Going forward, Caskey said she’d like more comprehensive data on a school-by-school basis. The district’s website includes numbers of positive cases and students in quarantine, but she’d also like to see student vaccination, and even hospitalization rates.
“I don’t know if we’re at the point where we can adjust how we handle when people are getting sick,” she said. “But if everybody keeps getting it, hopefully it will be mild enough to treat it like a cold.”
‘A product of the pandemic’
As a teacher in District 59, northwest of Chicago, Hehir sees a sharp contrast between the issues on the table for Chicago and the way her district handles positive cases. District 59 doesn’t flip entire classrooms to remote learning if there are positive cases.
“All of our buildings are open,” Hehir said.
CTU wants triggers for district-wide remote instruction as well as guidelines for closing individual schools based on staff and student COVID-related absences. The city rejected the district-wide approach, but said the triggers for school closures require more negotiation.
Hehir added that in her district there has been a scramble to keep classes covered when teachers are out sick, but she thinks reducing quarantines to five days will help.

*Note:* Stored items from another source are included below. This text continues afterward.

//! Role and quota management handlers
//!
//! - POST /api/roles/users - Find a user by email or username
//! - PATCH /api/roles/users/{id}/max-emails - Set one user's quota
//! - POST /api/roles/promote - Set a user's role
//! - DELETE /api/roles/delete-uncertified - Delete all civilians
//! - GET /api/roles/stats - Per-role member counts

use axum::{
    extract::{Path, State},
    response::Json,
};
use serde::{Deserialize, Serialize};
use serde_json::Value;
use uuid::Uuid;
use validator::Validate;

use mailroom_auth::AdminUser;
use mailroom_common::{Error, Result, RoleName, ValidatedJson};

use crate::api::middleware::DirectoryState;
use crate::domain::entities::UserListItem;
use crate::domain::quota::json_integer;
use crate::service::{RoleChangeStatus, RoleCounts};

#[derive(Debug, Deserialize, Validate)]
#[serde(rename_all = "camelCase")]
pub struct FindUserRequest {
    #[serde(default)]
    pub search_text: String,
}

#[derive(Debug, Serialize)]
pub struct FindUserResponse {
    pub user: UserListItem,
}

#[derive(Debug, Deserialize, Validate)]
#[serde(rename_all = "camelCase")]
pub struct UpdateMaxEmailsRequest {
    #[serde(default)]
    pub max_emails: Option<Value>,
}

#[derive(Debug, Serialize)]
#[serde(rename_all = "camelCase")]
pub struct UpdateMaxEmailsResponse {
    pub success: bool,
    pub message: String,
    pub old_max_emails: i32,
    pub new_max_emails: i32,
}

#[derive(Debug, Deserialize, Validate)]
#[serde(rename_all = "camelCase")]
pub struct PromoteRequest {
    #[validate(length(min = 1))]
    pub user_id: String,
    #[validate(length(min = 1))]
    pub role_name: String,
}

#[derive(Debug, Serialize)]
#[serde(rename_all = "camelCase")]
pub struct PromoteResponse {
    pub success: bool,
    pub status: RoleChangeStatus,
    pub message: String,
    pub user_id: Uuid,
    pub previous_role: RoleName,
    pub role: RoleName,
}

#[derive(Debug, Serialize)]
pub struct DeleteUncertifiedResponse {
    pub success: bool,
    pub message: String,
    pub deleted: u64,
}

/// POST /api/roles/users
pub async fn find_user(
    AdminUser(ctx): AdminUser,
    State(state): State<DirectoryState>,
    ValidatedJson(request): ValidatedJson<FindUserRequest>,
) -> Result<Json<FindUserResponse>> {
    let user = state
        .services
        .users
        .find_by_identifier(&ctx, &request.search_text)
        .await?;
    Ok(Json(FindUserResponse { user }))
}

/// PATCH /api/roles/users/{id}/max-emails
pub async fn update_max_emails(
    AdminUser(ctx): AdminUser,
    State(state): State<DirectoryState>,
    Path(user_id): Path<String>,
    ValidatedJson(request): ValidatedJson<UpdateMaxEmailsRequest>,
) -> Result<Json<UpdateMaxEmailsResponse>> {
    let raw = request
        .max_emails
        .ok_or_else(|| Error::Validation("maxEmails is required".to_string()))?;
    let value = json_integer(&raw)?;

    let change = state
        .services
        .quotas
        .set_max_emails(&ctx, &user_id, value)
        .await?;

    Ok(Json(UpdateMaxEmailsResponse {
        success: true,
        message: format!(
            "Updated mailbox quota for {} to {}",
            change.label, change.new_max_emails
        ),
        old_max_emails: change.old_max_emails,
        new_max_emails: change.new_max_emails,
    }))
}

/// POST /api/roles/promote
pub async fn promote_user(
    AdminUser(ctx): AdminUser,
    State(state): State<DirectoryState>,
    ValidatedJson(request): ValidatedJson<PromoteRequest>,
) -> Result<Json<PromoteResponse>> {
    let change = state
        .services
        .roles
        .promote_user(&ctx, &request.user_id, &request.role_name)
        .await?;

    let message = match change.status {
        RoleChangeStatus::Updated => format!("{} is now {}", change.label, change.role),
        RoleChangeStatus::Unchanged => format!("{} is already {}", change.label, change.role),
    };

    Ok(Json(PromoteResponse {
        success: true,
        status: change.status,
        message,
        user_id: change.user_id,
        previous_role: change.previous_role,
        role: change.role,
    }))
}

/// DELETE /api/roles/delete-uncertified
pub async fn delete_uncertified(
    AdminUser(ctx): AdminUser,
    State(state): State<DirectoryState>,
) -> Result<Json<DeleteUncertifiedResponse>> {
    let deleted = state.services.roles.delete_uncertified_users(&ctx).await?;
    Ok(Json(DeleteUncertifiedResponse {
        success: true,
        message: format!("Deleted {} uncertified users", deleted),
        deleted,
    }))
}

/// GET /api/roles/stats
pub async fn role_stats(State(state): State<DirectoryState>) -> Result<Json<RoleCounts>> {
    let counts = state.services.stats.role_counts().await?;
    Ok(Json(counts))
}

Last week, she and her husband took turns staying home with their children. On Monday, the grandparents were taking over.
She’s most concerned about her first-grader Emmet, a “product of the pandemic,” who gives her a hard time about going to school and tells her he has no idea what he’s supposed to be doing in class.
“My kids are still mad at me because I did print things out for them to work on,” she said.
Dunn, following the conversation with Arwady, noted that remote learning and work stoppages have been a “catastrophic failure” for Black students, contributing to an increase in crime and mental health problems. She pointed to news reports of children accused of carjacking. And according to the Children’s Hospital of Chicago, 44 percent of young children have experienced an increase in mental health or behavior problems during the pandemic.
Whether leaning more toward reopening schools as soon as possible or pausing in-person learning, Chicago parents said they want more representation at the city level.
“We should have a Chicago parents union,” said Wade, the parent liaison. “We should be as strong as the mayor’s office and as strong as the Chicago Teachers Union.”